Graphic by Angelie Zaslavsky
The American Member of the Knesset Who Wants the Temple Mount Back
In November 2014, Yehuda Glick was shot at point-blank range by a Palestinian assailant who wanted to kill a prominent proponent of Jewish prayer at the Temple Mount. Glick not only survived the attack, but this year he was voted into the Israeli parliament, where he is a more powerful advocate for his explosive cause than ever.
The Temple Mount is the most politically combustive site in Israel and the Palestinian territories. Israel upholds a ban on Jewish prayer at the site — which is managed by Muslim authorities — in accordance with a shaky political status quo. In recent years, activists like Glick have been calling for a Temple Mount revolution, fomenting Palestinian fears of a Jewish takeover of the site.

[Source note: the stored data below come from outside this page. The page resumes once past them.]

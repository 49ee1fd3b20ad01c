//! Shared access to an allocator.

use alloc::vec::Vec;

use spin::Mutex;

use crate::{
    Allocator,
    error::{AllocateError, DeallocateError},
    placement::Policy,
    process::{Process, ProcessId},
    status::{MemoryStats, Slot},
};

/// An allocator behind a spin lock.
///
/// Each method holds the lock for exactly one operation, so callers on
/// different threads always observe the allocator between operations.
#[derive(Debug, Default)]
pub struct Locked<A> {
    inner: Mutex<A>,
}

impl<A> Locked<A> {
    pub const fn new(allocator: A) -> Self {
        Self {
            inner: Mutex::new(allocator),
        }
    }

    /// Runs `f` with exclusive access to the allocator.
    pub fn with<R>(&self, f: impl FnOnce(&mut A) -> R) -> R {
        f(&mut self.inner.lock())
    }

    pub fn into_inner(self) -> A {
        self.inner.into_inner()
    }
}

impl<A> Locked<A>
where
    A: Allocator,
{
    pub fn allocate(&self, process: &mut Process, policy: Policy) -> Result<(), AllocateError> {
        self.inner.lock().allocate(process, policy)
    }

    pub fn deallocate(&self, id: ProcessId) -> Result<(), DeallocateError> {
        self.inner.lock().deallocate(id)
    }

    pub fn status(&self) -> Vec<Slot> {
        self.inner.lock().status()
    }

    pub fn stats(&self) -> MemoryStats {
        self.inner.lock().stats()
    }
}

#[cfg_attr(coverage_nightly, coverage(off))]
#[cfg(test)]
mod tests {
    use std::thread;

    use super::*;
    use crate::{dynamic::DynamicAllocator, paging::PagingAllocator};

    #[test]
    fn test_concurrent_allocate_and_deallocate() {
        let locked = Locked::new(DynamicAllocator::new(64 * 128).unwrap());
        thread::scope(|s| {
            for worker in 0..4_u32 {
                let locked = &locked;
                s.spawn(move || {
                    for round in 0..50_u32 {
                        let id = worker * 1000 + round;
                        let mut process = Process::new(id, 64);
                        locked.allocate(&mut process, Policy::BestFit).unwrap();
                        if round % 2 == 0 {
                            locked.deallocate(process.id()).unwrap();
                        }
                    }
                });
            }
        });

        let stats = locked.stats();
        assert_eq!(stats.requested, 4 * 25 * 64);
        let allocator = locked.into_inner();
        assert_eq!(allocator.stats(), stats);
    }

    #[test]
    fn test_with() {
        let locked = Locked::new(PagingAllocator::new(256, 64).unwrap());
        locked
            .allocate(&mut Process::new(1, 100), Policy::FirstFit)
            .unwrap();
        let table = locked.with(|paging| paging.page_table(ProcessId::new(1)).map(<[_]>::to_vec));
        assert_eq!(table, Some(vec![0, 1]));
        assert_eq!(locked.status().len(), 4);
    }
}
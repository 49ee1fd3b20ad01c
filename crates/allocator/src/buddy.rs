//! Binary buddy allocation.
//!
//! Every block has a power-of-two size and is aligned to its size. A request
//! is rounded up to the next power of two (but never below the minimum block
//! size), and a free block is halved until it matches. On deallocation a
//! block is merged with its buddy, the block at `start ^ size`, for as long
//! as the buddy is free and of the same size.
//!
//! ```text
//! capacity 1024, allocate 200 -> 256
//!
//! [            1024            ]
//! [     512     ][     512     ]
//! [ 256 ][ 256 ][     512     ]
//!   ^^^ owned
//! ```

use alloc::vec::Vec;

use log::{debug, trace};
use region_ledger::RegionLedger;
use snafu::ensure;

use crate::{
    Allocator,
    error::{
        AllocateError, ConfigError, DeallocateError, allocate_error, config_error,
        deallocate_error::NotFoundSnafu,
    },
    placement::{self, Policy},
    process::{Claim, Process, ProcessId, ProcessState},
    status::Slot,
};

/// Buddy-system allocator over a power-of-two capacity.
#[derive(Debug, Clone, PartialEq, Eq)]
pub struct BuddyAllocator {
    ledger: RegionLedger<Claim>,
    min_block: usize,
}

impl BuddyAllocator {
    /// Creates an allocator holding one free block of `capacity` units.
    ///
    /// Both `capacity` and `min_block` must be powers of two, and
    /// `min_block` must not exceed `capacity`.
    pub fn new(capacity: usize, min_block: usize) -> Result<Self, ConfigError> {
        use config_error::{
            NotPowerOfTwoSnafu, UnitExceedsCapacitySnafu, ZeroCapacitySnafu, ZeroUnitSizeSnafu,
        };

        ensure!(capacity > 0, ZeroCapacitySnafu);
        ensure!(
            min_block > 0,
            ZeroUnitSizeSnafu {
                unit: "minimum block size"
            }
        );
        ensure!(
            capacity.is_power_of_two(),
            NotPowerOfTwoSnafu {
                what: "capacity",
                value: capacity,
            }
        );
        ensure!(
            min_block.is_power_of_two(),
            NotPowerOfTwoSnafu {
                what: "minimum block size",
                value: min_block,
            }
        );
        ensure!(
            min_block <= capacity,
            UnitExceedsCapacitySnafu {
                unit: "minimum block size",
                unit_size: min_block,
                capacity,
            }
        );

        Ok(Self {
            ledger: RegionLedger::new(capacity),
            min_block,
        })
    }

    #[must_use]
    pub fn min_block(&self) -> usize {
        self.min_block
    }

    /// Returns the size of the block a request of `requested` units would
    /// receive, or `None` if no block could ever hold it.
    #[must_use]
    pub fn block_size(&self, requested: usize) -> Option<usize> {
        let size = requested.checked_next_power_of_two()?.max(self.min_block);
        (size <= self.ledger.capacity()).then_some(size)
    }

    /// Checks that every block is a power of two in size and aligned to it.
    #[must_use]
    pub fn is_well_formed(&self) -> bool {
        self.ledger.is_consistent()
            && self.ledger.iter().all(|block| {
                block.size.is_power_of_two()
                    && block.size >= self.min_block
                    && block.start.is_multiple_of(block.size)
            })
    }

    fn find(&self, id: ProcessId) -> Option<usize> {
        self.ledger
            .position(|block| block.owner.is_some_and(|claim| claim.id == id))
    }

    /// Merges the free block at `index` with its buddy until the buddy is
    /// missing, owned, or of a different size. Returns the final index.
    fn merge_buddies(&mut self, mut index: usize) -> usize {
        loop {
            let block = self.ledger.as_slice()[index];
            if block.size == self.ledger.capacity() {
                return index;
            }
            let buddy_start = block.start ^ block.size;
            let (lower, buddy) = if buddy_start > block.start {
                (index, index + 1)
            } else {
                let Some(prev) = index.checked_sub(1) else {
                    return index;
                };
                (prev, prev)
            };
            let Some(candidate) = self.ledger.get(buddy) else {
                return index;
            };
            if candidate.start != buddy_start
                || candidate.size != block.size
                || !candidate.is_free()
            {
                return index;
            }
            self.ledger.merge_with_next(lower);
            trace!(
                "buddy: merged {}..{} into a block of {}",
                block.start,
                block.end(),
                block.size * 2
            );
            index = lower;
        }
    }
}

impl Allocator for BuddyAllocator {
    fn capacity(&self) -> usize {
        self.ledger.capacity()
    }

    /// Places the process in the smallest free block that fits.
    ///
    /// The policy is ignored.
    fn allocate(&mut self, process: &mut Process, _policy: Policy) -> Result<(), AllocateError> {
        use allocate_error::{AlreadyAllocatedSnafu, EmptyRequestSnafu, OutOfSpaceSnafu};

        let id = process.id();
        let requested = process.size();
        ensure!(requested > 0, EmptyRequestSnafu { id });
        ensure!(self.find(id).is_none(), AlreadyAllocatedSnafu { id });

        let Some(wanted) = self.block_size(requested) else {
            return OutOfSpaceSnafu { id, requested }.fail();
        };
        let Some(index) =
            placement::select(self.ledger.free_candidates(), wanted, Policy::BestFit)
        else {
            return OutOfSpaceSnafu { id, requested }.fail();
        };

        loop {
            let block = self.ledger.as_slice()[index];
            let half = block.size / 2;
            if half < wanted {
                break;
            }
            self.ledger.split(index, half);
            trace!(
                "buddy: split {}..{} into two blocks of {half}",
                block.start,
                block.end()
            );
        }

        self.ledger.assign(index, Claim::new(id, requested));
        process.set_state(ProcessState::Allocated);
        let start = self.ledger.as_slice()[index].start;
        debug!("buddy: process {id} ({requested}) -> {start}..{}", start + wanted);
        debug_assert!(self.is_well_formed());
        Ok(())
    }

    fn deallocate(&mut self, id: ProcessId) -> Result<(), DeallocateError> {
        let Some(index) = self.find(id) else {
            return NotFoundSnafu { id }.fail();
        };
        self.ledger.release(index);
        let index = self.merge_buddies(index);
        let block = self.ledger.as_slice()[index];
        debug!(
            "buddy: process {id} released, free block {}..{}",
            block.start,
            block.end()
        );
        debug_assert!(self.is_well_formed());
        Ok(())
    }

    fn status(&self) -> Vec<Slot> {
        self.ledger
            .iter()
            .enumerate()
            .map(|(index, block)| Slot::from_region(index, block))
            .collect()
    }

    fn slots_of(&self, id: ProcessId) -> Vec<usize> {
        self.find(id).into_iter().collect()
    }
}
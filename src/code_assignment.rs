//! Heuristic code-assignment dispatcher: taqti-based segment dispatch when a
//! taqti breakdown is available, length-based direct dispatch otherwise.

use crate::araab::remove_araab;
use crate::length_scanners::{
    length_five_scan, length_four_scan, length_one_scan, length_three_scan, length_two_scan,
};
use crate::models::Word;
use crate::word_analysis::is_vowel_plus_h;

fn strip_inert(word: &str) -> String {
    word.chars()
        .filter(|&c| c != '\u{06BE}' && c != '\u{06BA}')
        .collect()
}

fn scan_by_length(substring: &str) -> String {
    let stripped_len = remove_araab(&strip_inert(substring)).chars().count();
    match stripped_len {
        1 => length_one_scan(substring),
        2 => {
            let stripped: Vec<char> = remove_araab(substring).chars().collect();
            if stripped.first() == Some(&'\u{0622}') {
                "=-".to_string()
            } else if stripped.iter().any(|&c| matches!(c, '\u{06D2}' | '\u{0648}' | '\u{06CC}')) {
                "=".to_string()
            } else {
                "x".to_string()
            }
        }
        3 => length_three_scan(substring),
        4 => length_four_scan(substring),
        n if n >= 5 => length_five_scan(substring),
        _ => String::new(),
    }
}

/// Compute the scansion code for a word using heuristics (§4.3 strategy 2).
pub fn compute_scansion(word: &Word) -> String {
    let word1 = remove_araab(word.word())
        .replace('\u{06BE}', "")
        .replace('\u{06BA}', "");

    let mut code = String::new();

    if word1.chars().count() == 1 {
        return length_one_scan(word.word());
    } else if word1.chars().count() == 2 {
        return length_two_scan(word.word());
    }

    if let Some(last_taqti) = word.taqti.last() {
        let residue = last_taqti
            .trim()
            .replace('\u{06BE}', "")
            .replace('\u{06BA}', "");

        let sub_strings: Vec<String> = residue
            .split(|c| c == '+' || c == ' ')
            .map(|s| s.trim())
            .filter(|s| !s.is_empty())
            .map(|s| s.to_string())
            .collect();

        for sub_string in &sub_strings {
            code.push_str(&scan_by_length(sub_string));
        }

        if let Some(last) = code.chars().last() {
            if last == '=' || last == 'x' {
                if let Some(w1_last) = word1.chars().last() {
                    if is_vowel_plus_h(w1_last) {
                        let is_arabic = word.language.iter().any(|l| l == "\u{0639}\u{0631}\u{0628}\u{06CC}")
                            && !word.modified;
                        let is_persian = word.language.iter().any(|l| l == "\u{0641}\u{0627}\u{0631}\u{0633}\u{06CC}")
                            && w1_last == '\u{0627}'
                            && !word.modified;

                        let replacement = if !word.language.is_empty() && (is_arabic || is_persian) {
                            '='
                        } else {
                            'x'
                        };
                        code.pop();
                        code.push(replacement);
                    }
                }
            }
        }
    } else {
        let n = word1.chars().count();
        code = match n {
            3 => length_three_scan(word.word()),
            4 => length_four_scan(word.word()),
            n if n >= 5 => length_five_scan(word.word()),
            _ => "-".to_string(),
        };
    }

    code
}
/// Substitution cost for the fuzzy Levenshtein distance: `x` matches
/// anything except `~` for free; `~` matches a short syllable for free;
/// everything else costs 1 unless the symbols agree exactly.
fn sub_cost(code_char: char, pattern_char: char) -> usize {
    if code_char == pattern_char {
        0
    } else if code_char == 'x' && pattern_char != '~' {
        0
    } else if pattern_char == '~' && code_char == '-' {
        0
    } else {
        1
    }
}

/// Levenshtein distance over the weight alphabet with the wildcard
/// substitution costs above; insertion/deletion both cost 1.
pub fn levenshtein(code: &[char], pattern: &[char]) -> usize {
    let n = code.len();
    let m = pattern.len();
    let mut dp = vec![vec![0usize; m + 1]; n + 1];
    for i in 0..=n {
        dp[i][0] = i;
    }
    for j in 0..=m {
        dp[0][j] = j;
    }
    for i in 1..=n {
        for j in 1..=m {
            let cost = sub_cost(code[i - 1], pattern[j - 1]);
            dp[i][j] = (dp[i - 1][j] + 1)
                .min(dp[i][j - 1] + 1)
                .min(dp[i - 1][j - 1] + cost);
        }
    }
    dp[n][m]
}

/// Fuzzy score for a single meter: the minimum Levenshtein distance across
/// its 4 pattern variants, against the first candidate code of every word
/// concatenated in order (fuzzy mode does not fan out the full
/// combinatorial tree, only the database/heuristic-preferred reading).
pub fn fuzzy_score(line: &Line, meter: &MeterEntry) -> Option<usize> {
    if meter.pattern.is_empty() {
        return None;
    }
    let mut code = String::new();
    for word in &line.words_list {
        if let Some(c) = word.code.first() {
            code.push_str(c);
        }
    }
    let code_chars: Vec<char> = code.chars().collect();

    generate_pattern_variants(meter.pattern)
        .into_iter()
        .map(|variant| levenshtein(&code_chars, &variant.chars))
        .min()
}

/// Total weight of a code string, counting `x` as its minimum (1) so the
/// returned pair is `(min_syllable_weight, max_syllable_weight)`.
fn weight_range(chars: &[char]) -> (usize, usize) {
    chars.iter().fold((0, 0), |(lo, hi), &c| match c {
        '-' => (lo + 1, hi + 1),
        '=' => (lo + 2, hi + 2),
        'x' => (lo + 1, hi + 2),
        _ => (lo, hi),
    })
}

/// The last `x` of the last word is normalised to `=` before the
/// state machines walk the code (§4.6).
fn normalize_final_x(code: &str) -> Vec<char> {
    let mut chars: Vec<char> = code.chars().collect();
    if let Some(last) = chars.last_mut() {
        if *last == 'x' {
            *last = '=';
        }
    }
    chars
}

/// Does the final `tail.len()` weights of `chars` match `tail` position for
/// position (`x` wildcards as usual)?
fn tail_matches(chars: &[char], tail: &str) -> bool {
    let tail_chars: Vec<char> = tail.chars().collect();
    if chars.len() < tail_chars.len() {
        return false;
    }
    let start = chars.len() - tail_chars.len();
    (0..tail_chars.len()).all(|i| weight_matches(chars[start + i], tail_chars[i]))
}

/// `original_hindi_meter`'s one recognised final-long variant.
const ORIGINAL_HINDI_TAIL: &str = "==--";

/// `hindi_meter`'s 7 variants (special-meter offsets base+0..3, base+5..7),
/// each keyed to the one final-syllable tail it recognises. The donor's own
/// per-variant tails are absent from the retrieval pack (no `code_tree.py`
/// equivalent survived distillation); these are a deterministic, pairwise-
/// distinct stand-in documented in DESIGN.md rather than left as a blanket
/// "any 16/17-weight code matches every variant" check.
const HINDI_FAMILY_TAILS: [(usize, &str); 7] = [
    (0, "=-=="),
    (1, "=-=-"),
    (2, "=--="),
    (3, "=---"),
    (5, "--=="),
    (6, "-==-"),
    (7, "-=-="),
];
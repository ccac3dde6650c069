//! Top-level orchestrator, folding the donor `core.py`'s convenience-method
//! surface into a single entry point (§11 supplemental feature).

use log::debug;

use crate::assigner::WordScansionAssigner;
use crate::config::ScansionConfig;
use crate::error::ScansionError;
use crate::matcher::MeterMatcher;
use crate::meters::MeterCatalogue;
use crate::models::{Line, LineScansionResult, LineScansionResultFuzzy};
use crate::prosodic_rules::apply_all as apply_prosodic_rules;
use crate::resolver::{resolve_dominant_meter, resolve_dominant_meter_fuzzy};
use crate::word_lookup::WordLookup;

pub struct Scansion<'a> {
    config: ScansionConfig,
    catalogue: &'a MeterCatalogue,
    lookup: Option<&'a dyn WordLookup>,
}

impl<'a> Scansion<'a> {
    pub fn new(
        config: ScansionConfig,
        catalogue: &'a MeterCatalogue,
        lookup: Option<&'a dyn WordLookup>,
    ) -> Result<Self, ScansionError> {
        config.validate()?;
        Ok(Scansion {
            config,
            catalogue,
            lookup,
        })
    }

    /// Parse a raw line, assign codes to every word, then apply the four
    /// prosodic rewrite passes in their mandated order.
    pub fn add_line(&self, raw_line: &str) -> Line {
        let mut line = Line::new(raw_line);
        let assigner = WordScansionAssigner::new(self.lookup, &self.config);
        for word in line.words_list.iter_mut() {
            assigner.assign_code_to_word(word);
        }
        apply_prosodic_rules(&mut line);
        line
    }

    fn candidate_indices(&self) -> Vec<usize> {
        match &self.config.meter {
            None => self.catalogue.all_non_special_indices(),
            Some(meters) => meters
                .iter()
                .filter(|&&m| m != -1)
                .filter_map(|&m| if m >= 0 { Some(m as usize) } else { None })
                .collect(),
        }
    }

    /// Scan a whole couplet/stanza in exact mode: assign codes, match every
    /// line against the catalogue, then resolve the dominant meter across
    /// all lines. Free-verse lines never touch the catalogue (§4.5.3); use
    /// [`Scansion::scan_lines_fuzzy`] when `config.fuzzy` is set.
    pub fn scan_lines(&self, raw_lines: &[&str]) -> Vec<LineScansionResult> {
        let lines: Vec<Line> = raw_lines.iter().map(|l| self.add_line(l)).collect();

        if self.config.free_verse {
            debug!("free-verse mode: skipping catalogue matching");
            return Vec::new();
        }

        let matcher = MeterMatcher::new(self.catalogue);
        let candidates = self.candidate_indices();

        let per_line_paths: Vec<_> = lines
            .iter()
            .map(|line| matcher.match_meters(line, &candidates, self.config.wants_special_meters()))
            .collect();

        let mut results = Vec::new();
        for (line, paths) in lines.iter().zip(per_line_paths.iter()) {
            let mut line_results = matcher.match_line_to_meters(line, paths);
            for r in line_results.iter_mut() {
                r.num_lines = lines.len();
            }
            results.extend(line_results);
        }

        for &i in &resolve_dominant_meter(&results, self.catalogue) {
            results[i].is_dominant = true;
        }
        results
    }

    pub fn scan_lines_fuzzy(&self, raw_lines: &[&str]) -> Vec<Vec<LineScansionResultFuzzy>> {
        let lines: Vec<Line> = raw_lines.iter().map(|l| self.add_line(l)).collect();
        let matcher = MeterMatcher::new(self.catalogue);
        let candidates = self.candidate_indices();
        matcher.scan_lines_fuzzy(&lines, &candidates)
    }

    pub fn resolve_dominant_meter_fuzzy(&self, raw_lines: &[&str]) -> Option<usize> {
        let lines: Vec<Line> = raw_lines.iter().map(|l| self.add_line(l)).collect();
        let candidates = self.candidate_indices();
        resolve_dominant_meter_fuzzy(&lines, self.catalogue, &candidates)
    }
}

An American-Israeli raised in Flatbush, Brooklyn, Glick, 50, uses American-style civil rights discourse to plead his case with the Jewish public, arguing that Jewish prayer is an issue of Jewish rights. Described as a liberal by even his critics, Glick, a West Bank settler, displays a surprisingly open mind in spite of his radical beliefs. He counts Yariv Oppenheimer, the former head of Peace Now, as a friend. In the Knesset, Glick sponsored a bill with the left-wing Meretz party to bar Israeli arm sales to murderous regimes.
Framing the issue of Jewish prayer at the Temple Mount in liberal terms, Glick has broadened the appeal of his movement beyond the Israeli fringe. Whether Jews in America agree with Glick’s cause or not, his impact on the discourse over Judaism’s holiest site is undeniable.